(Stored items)

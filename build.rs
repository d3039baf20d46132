use std::{env, fs, path::Path};

fn main() {
    let manifest_dir = env::var("CARGO_MANIFEST_DIR").expect("CARGO_MANIFEST_DIR not set");
    let cargo_toml_path = Path::new(&manifest_dir).join("Cargo.toml");
    println!("cargo:rerun-if-changed={}", cargo_toml_path.display());

    let content = fs::read_to_string(&cargo_toml_path)
        .unwrap_or_else(|e| panic!("Failed to read Cargo.toml: {e}"));
    let parsed: toml::Value =
        toml::from_str(&content).unwrap_or_else(|e| panic!("Failed to parse Cargo.toml: {e}"));
    let pkg = parsed
        .get("package")
        .and_then(|p| p.as_table())
        .expect("Cargo.toml missing [package]");

    let field = |key: &str, fallback: &'static str| {
        pkg.get(key)
            .and_then(|v| v.as_str())
            .unwrap_or(fallback)
            .replace('"', "\\\"")
    };
    let name = field("name", "roadtrip-planner");
    let version = field("version", "0.0.0");
    let description = field("description", "");

    let out_dir = env::var("OUT_DIR").expect("OUT_DIR not set");
    let dest = Path::new(&out_dir).join("pkg_info.rs");
    let contents = format!(
        r#"pub const PKG_NAME: &str = "{name}";
pub const PKG_VERSION: &str = "{version}";
pub const PKG_DESCRIPTION: &str = "{description}";
pub const USER_AGENT: &str = "{name}/{version}";
"#
    );
    fs::write(&dest, contents).expect("Failed to write pkg_info.rs");
}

▶ **WORK REQUIRED**: Print every entry exactly as written.

▶ **ANSWER BELOW**:
filename build.rs
repository d3039baf20d46132
use std::{env, fs, path::Path};

fn main() {
    let manifest_dir = env::var("CARGO_MANIFEST_DIR").expect("CARGO_MANIFEST_DIR not set");
    let cargo_toml_path = Path::new(&manifest_dir).join("Cargo.toml");
    println!("cargo:rerun-if-changed={}", cargo_toml_path.display());

    let content = fs::read_to_string(&cargo_toml_path)
        .unwrap_or_else(|e| panic!("Failed to read Cargo.toml: {e}"));
    let parsed: toml::Value =
        toml::from_str(&content).unwrap_or_else(|e| panic!("Failed to parse Cargo.toml: {e}"));
    let pkg = parsed
        .get("package")
        .and_then(|p| p.as_table())
        .expect("Cargo.toml missing [package]");

    let field = |key: &str, fallback: &'static str| {
        pkg.get(key)
            .and_then(|v| v.as_str())
            .unwrap_or(fallback)
            .replace('"', "\\\"")
    };
    let name = field("name", "roadtrip-planner");
    let version = field("version", "0.0.0");
    let description = field("description", "");

    let out_dir = env::var("OUT_DIR").expect("OUT_DIR not set");
    let dest = Path::new(&out_dir).join("pkg_info.rs");
    let contents = format!(
        r#"pub const PKG_NAME: &str = "{name}";
pub const PKG_VERSION: &str = "{version}";
pub const PKG_DESCRIPTION: &str = "{description}";
pub const USER_AGENT: &str = "{name}/{version}";
"#
    );
    fs::write(&dest, contents).expect("Failed to write pkg_info.rs");
}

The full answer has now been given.